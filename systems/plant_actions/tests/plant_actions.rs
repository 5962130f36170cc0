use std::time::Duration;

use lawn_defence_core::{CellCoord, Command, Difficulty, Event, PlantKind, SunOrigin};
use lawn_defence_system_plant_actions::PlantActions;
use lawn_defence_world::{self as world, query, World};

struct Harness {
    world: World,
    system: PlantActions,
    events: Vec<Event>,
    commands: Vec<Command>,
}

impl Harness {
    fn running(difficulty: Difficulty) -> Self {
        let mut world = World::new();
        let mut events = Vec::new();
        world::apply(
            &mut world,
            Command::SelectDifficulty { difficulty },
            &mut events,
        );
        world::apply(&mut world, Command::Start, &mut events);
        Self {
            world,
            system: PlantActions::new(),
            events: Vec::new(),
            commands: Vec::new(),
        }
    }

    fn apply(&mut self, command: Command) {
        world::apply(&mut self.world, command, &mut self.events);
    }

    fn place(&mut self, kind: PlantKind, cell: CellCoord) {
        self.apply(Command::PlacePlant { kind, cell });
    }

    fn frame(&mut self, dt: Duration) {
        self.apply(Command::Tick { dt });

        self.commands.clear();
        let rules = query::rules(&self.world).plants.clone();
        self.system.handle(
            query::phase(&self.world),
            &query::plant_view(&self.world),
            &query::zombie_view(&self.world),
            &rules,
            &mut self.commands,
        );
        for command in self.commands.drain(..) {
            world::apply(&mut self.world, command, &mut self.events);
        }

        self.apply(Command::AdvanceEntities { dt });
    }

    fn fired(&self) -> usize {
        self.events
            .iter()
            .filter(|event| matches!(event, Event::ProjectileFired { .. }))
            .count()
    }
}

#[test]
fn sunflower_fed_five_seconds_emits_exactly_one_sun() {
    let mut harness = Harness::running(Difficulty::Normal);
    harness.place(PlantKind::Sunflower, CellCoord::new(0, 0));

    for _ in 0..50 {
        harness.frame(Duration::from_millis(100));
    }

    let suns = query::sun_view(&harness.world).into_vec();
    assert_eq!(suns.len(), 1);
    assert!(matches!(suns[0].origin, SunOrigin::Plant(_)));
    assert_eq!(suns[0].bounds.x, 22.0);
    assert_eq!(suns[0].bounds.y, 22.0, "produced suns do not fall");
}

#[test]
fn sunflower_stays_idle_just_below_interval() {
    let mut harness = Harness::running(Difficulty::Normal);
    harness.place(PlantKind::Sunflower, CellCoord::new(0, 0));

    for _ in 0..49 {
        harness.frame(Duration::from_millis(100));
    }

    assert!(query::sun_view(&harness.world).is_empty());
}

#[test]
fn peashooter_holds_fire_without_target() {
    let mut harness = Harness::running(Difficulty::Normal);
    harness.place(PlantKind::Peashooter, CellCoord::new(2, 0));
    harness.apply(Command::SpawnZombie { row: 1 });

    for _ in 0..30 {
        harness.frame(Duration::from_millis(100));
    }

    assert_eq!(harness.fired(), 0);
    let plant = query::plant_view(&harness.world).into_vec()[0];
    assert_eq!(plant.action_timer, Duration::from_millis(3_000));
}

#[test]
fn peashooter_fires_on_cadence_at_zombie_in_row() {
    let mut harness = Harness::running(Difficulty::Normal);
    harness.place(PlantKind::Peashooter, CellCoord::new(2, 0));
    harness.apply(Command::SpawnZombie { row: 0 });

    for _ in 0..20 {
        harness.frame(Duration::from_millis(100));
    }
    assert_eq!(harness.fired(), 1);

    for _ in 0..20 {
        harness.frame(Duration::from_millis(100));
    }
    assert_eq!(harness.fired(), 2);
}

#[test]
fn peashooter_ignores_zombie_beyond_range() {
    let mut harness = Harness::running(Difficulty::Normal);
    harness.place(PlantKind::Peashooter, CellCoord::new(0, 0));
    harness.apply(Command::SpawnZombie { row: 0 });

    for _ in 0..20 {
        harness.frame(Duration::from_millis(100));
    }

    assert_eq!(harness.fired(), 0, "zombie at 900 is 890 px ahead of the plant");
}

--

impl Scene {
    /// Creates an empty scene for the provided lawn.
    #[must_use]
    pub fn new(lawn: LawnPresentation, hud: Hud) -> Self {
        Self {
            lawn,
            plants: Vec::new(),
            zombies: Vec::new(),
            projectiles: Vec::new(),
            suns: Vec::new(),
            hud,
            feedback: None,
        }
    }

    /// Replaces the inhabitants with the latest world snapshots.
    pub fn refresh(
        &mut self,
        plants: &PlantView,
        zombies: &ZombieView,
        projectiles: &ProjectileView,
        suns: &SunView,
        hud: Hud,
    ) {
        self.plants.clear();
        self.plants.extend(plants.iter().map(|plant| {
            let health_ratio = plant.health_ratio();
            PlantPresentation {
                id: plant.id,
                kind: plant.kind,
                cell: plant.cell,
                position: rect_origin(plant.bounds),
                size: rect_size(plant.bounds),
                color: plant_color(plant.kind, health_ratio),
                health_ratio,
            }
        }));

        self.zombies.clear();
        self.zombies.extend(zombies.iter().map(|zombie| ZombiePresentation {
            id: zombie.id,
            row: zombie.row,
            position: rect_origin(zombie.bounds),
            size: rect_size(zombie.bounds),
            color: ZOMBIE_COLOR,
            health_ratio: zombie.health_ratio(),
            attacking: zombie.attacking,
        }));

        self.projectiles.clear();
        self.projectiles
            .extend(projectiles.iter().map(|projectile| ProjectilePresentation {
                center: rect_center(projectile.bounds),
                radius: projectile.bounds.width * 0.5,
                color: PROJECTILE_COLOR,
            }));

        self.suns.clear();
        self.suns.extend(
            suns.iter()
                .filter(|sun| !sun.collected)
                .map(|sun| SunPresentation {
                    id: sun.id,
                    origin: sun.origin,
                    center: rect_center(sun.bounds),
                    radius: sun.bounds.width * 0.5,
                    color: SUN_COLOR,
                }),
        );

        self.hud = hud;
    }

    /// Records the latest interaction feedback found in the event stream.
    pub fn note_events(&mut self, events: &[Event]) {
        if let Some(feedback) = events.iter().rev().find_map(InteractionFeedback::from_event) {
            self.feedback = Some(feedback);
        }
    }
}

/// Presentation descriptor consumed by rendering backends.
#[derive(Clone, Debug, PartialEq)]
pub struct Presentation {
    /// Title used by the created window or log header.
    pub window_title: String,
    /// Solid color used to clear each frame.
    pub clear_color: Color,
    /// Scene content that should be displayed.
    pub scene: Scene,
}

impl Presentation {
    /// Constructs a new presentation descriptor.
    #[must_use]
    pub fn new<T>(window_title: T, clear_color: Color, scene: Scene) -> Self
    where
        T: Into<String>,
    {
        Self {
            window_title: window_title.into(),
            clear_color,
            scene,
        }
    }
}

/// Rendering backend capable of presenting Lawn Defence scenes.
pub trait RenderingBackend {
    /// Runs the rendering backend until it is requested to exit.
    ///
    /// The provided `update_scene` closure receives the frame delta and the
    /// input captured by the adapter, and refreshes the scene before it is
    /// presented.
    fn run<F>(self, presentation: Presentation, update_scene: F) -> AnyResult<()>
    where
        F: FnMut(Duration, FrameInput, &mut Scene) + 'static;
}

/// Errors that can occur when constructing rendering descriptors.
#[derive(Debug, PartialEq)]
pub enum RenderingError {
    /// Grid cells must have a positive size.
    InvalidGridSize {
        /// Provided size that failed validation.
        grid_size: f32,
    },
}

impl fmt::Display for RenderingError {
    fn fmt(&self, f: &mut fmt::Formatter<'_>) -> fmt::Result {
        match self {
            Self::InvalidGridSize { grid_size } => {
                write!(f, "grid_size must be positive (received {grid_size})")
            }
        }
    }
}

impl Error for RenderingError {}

* * *

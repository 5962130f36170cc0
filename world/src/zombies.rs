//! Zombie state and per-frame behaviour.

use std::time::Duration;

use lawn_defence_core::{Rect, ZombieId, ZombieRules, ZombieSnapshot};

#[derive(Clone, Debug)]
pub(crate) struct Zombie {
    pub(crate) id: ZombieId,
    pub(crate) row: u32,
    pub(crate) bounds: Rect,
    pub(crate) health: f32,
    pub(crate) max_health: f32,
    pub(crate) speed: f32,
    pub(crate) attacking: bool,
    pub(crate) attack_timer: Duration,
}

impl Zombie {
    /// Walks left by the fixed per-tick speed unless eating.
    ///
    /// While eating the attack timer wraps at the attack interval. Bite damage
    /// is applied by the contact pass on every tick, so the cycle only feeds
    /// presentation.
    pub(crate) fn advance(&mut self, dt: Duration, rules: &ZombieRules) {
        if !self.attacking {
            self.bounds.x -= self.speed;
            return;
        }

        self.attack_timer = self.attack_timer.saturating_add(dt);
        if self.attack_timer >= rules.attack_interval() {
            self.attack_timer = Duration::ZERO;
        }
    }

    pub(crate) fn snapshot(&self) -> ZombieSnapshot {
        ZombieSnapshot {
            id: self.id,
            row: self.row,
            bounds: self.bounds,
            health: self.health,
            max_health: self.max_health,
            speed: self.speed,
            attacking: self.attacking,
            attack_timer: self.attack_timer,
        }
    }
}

▶ _Exercise_
Gather from the data above every line with the string "ZombieRules".

▶ _Exercise solution_
use lawn_defence_core::{Rect, ZombieId, ZombieRules, ZombieSnapshot};
    pub(crate) fn advance(&mut self, dt: Duration, rules: &ZombieRules) {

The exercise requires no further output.